Problem description:
Repeat the data exactly, so that every line matches the original.

<<<<

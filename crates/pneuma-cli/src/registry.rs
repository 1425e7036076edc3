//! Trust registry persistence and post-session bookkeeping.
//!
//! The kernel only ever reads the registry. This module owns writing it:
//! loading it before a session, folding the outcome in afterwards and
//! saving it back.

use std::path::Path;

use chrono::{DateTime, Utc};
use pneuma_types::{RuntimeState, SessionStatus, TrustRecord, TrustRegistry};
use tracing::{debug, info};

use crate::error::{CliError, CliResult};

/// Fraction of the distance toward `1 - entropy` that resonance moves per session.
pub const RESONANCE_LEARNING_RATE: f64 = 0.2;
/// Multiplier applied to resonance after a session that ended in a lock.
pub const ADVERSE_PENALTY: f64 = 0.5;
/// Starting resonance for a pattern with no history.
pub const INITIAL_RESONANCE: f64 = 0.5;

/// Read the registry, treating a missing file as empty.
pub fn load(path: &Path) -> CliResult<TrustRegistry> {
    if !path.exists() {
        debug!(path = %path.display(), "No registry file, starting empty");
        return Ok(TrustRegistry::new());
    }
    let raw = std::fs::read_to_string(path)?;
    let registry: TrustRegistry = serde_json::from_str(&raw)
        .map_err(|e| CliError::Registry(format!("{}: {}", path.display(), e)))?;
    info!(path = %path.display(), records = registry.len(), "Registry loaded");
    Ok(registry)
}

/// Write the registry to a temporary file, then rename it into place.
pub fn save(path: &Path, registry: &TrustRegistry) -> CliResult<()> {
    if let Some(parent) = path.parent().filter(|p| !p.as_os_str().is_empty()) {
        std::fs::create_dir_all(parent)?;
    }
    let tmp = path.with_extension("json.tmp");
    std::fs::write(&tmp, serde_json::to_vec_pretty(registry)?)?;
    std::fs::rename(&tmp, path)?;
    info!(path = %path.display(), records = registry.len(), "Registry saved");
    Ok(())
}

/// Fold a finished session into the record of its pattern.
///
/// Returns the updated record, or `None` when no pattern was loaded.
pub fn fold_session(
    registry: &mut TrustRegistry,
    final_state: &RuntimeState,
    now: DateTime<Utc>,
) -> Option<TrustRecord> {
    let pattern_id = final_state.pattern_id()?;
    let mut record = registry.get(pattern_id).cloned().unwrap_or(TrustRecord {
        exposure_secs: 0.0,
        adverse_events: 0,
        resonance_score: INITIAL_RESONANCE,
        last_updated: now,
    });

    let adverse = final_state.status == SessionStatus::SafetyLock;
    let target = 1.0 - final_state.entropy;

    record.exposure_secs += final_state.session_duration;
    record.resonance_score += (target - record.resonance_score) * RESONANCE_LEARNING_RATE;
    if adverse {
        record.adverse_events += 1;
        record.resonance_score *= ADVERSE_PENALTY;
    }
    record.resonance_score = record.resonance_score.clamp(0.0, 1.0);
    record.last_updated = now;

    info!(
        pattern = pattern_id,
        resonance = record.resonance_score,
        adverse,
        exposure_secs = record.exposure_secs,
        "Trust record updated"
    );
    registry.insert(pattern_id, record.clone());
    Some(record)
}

>>>>

Answer to the exercise:
filename crates/pneuma-cli/src/registry.rs
repository 1425e7036076edc3
//! Trust registry persistence and post-session bookkeeping.
//!
//! The kernel only ever reads the registry. This module owns writing it:
//! loading it before a session, folding the outcome in afterwards and
//! saving it back.

use std::path::Path;

use chrono::{DateTime, Utc};
use pneuma_types::{RuntimeState, SessionStatus, TrustRecord, TrustRegistry};
use tracing::{debug, info};

use crate::error::{CliError, CliResult};

/// Fraction of the distance toward `1 - entropy` that resonance moves per session.
pub const RESONANCE_LEARNING_RATE: f64 = 0.2;
/// Multiplier applied to resonance after a session that ended in a lock.
pub const ADVERSE_PENALTY: f64 = 0.5;
/// Starting resonance for a pattern with no history.
pub const INITIAL_RESONANCE: f64 = 0.5;

/// Read the registry, treating a missing file as empty.
pub fn load(path: &Path) -> CliResult<TrustRegistry> {
    if !path.exists() {
        debug!(path = %path.display(), "No registry file, starting empty");
        return Ok(TrustRegistry::new());
    }
    let raw = std::fs::read_to_string(path)?;
    let registry: TrustRegistry = serde_json::from_str(&raw)
        .map_err(|e| CliError::Registry(format!("{}: {}", path.display(), e)))?;
    info!(path = %path.display(), records = registry.len(), "Registry loaded");
    Ok(registry)
}

/// Write the registry to a temporary file, then rename it into place.
pub fn save(path: &Path, registry: &TrustRegistry) -> CliResult<()> {
    if let Some(parent) = path.parent().filter(|p| !p.as_os_str().is_empty()) {
        std::fs::create_dir_all(parent)?;
    }
    let tmp = path.with_extension("json.tmp");
    std::fs::write(&tmp, serde_json::to_vec_pretty(registry)?)?;
    std::fs::rename(&tmp, path)?;
    info!(path = %path.display(), records = registry.len(), "Registry saved");
    Ok(())
}

/// Fold a finished session into the record of its pattern.
///
/// Returns the updated record, or `None` when no pattern was loaded.
pub fn fold_session(
    registry: &mut TrustRegistry,
    final_state: &RuntimeState,
    now: DateTime<Utc>,
) -> Option<TrustRecord> {
    let pattern_id = final_state.pattern_id()?;
    let mut record = registry.get(pattern_id).cloned().unwrap_or(TrustRecord {
        exposure_secs: 0.0,
        adverse_events: 0,
        resonance_score: INITIAL_RESONANCE,
        last_updated: now,
    });

    let adverse = final_state.status == SessionStatus::SafetyLock;
    let target = 1.0 - final_state.entropy;

    record.exposure_secs += final_state.session_duration;
    record.resonance_score += (target - record.resonance_score) * RESONANCE_LEARNING_RATE;
    if adverse {
        record.adverse_events += 1;
        record.resonance_score *= ADVERSE_PENALTY;
    }
    record.resonance_score = record.resonance_score.clamp(0.0, 1.0);
    record.last_updated = now;

    info!(
        pattern = pattern_id,
        resonance = record.resonance_score,
        adverse,
        exposure_secs = record.exposure_secs,
        "Trust record updated"
    );
    registry.insert(pattern_id, record.clone());
    Some(record)
}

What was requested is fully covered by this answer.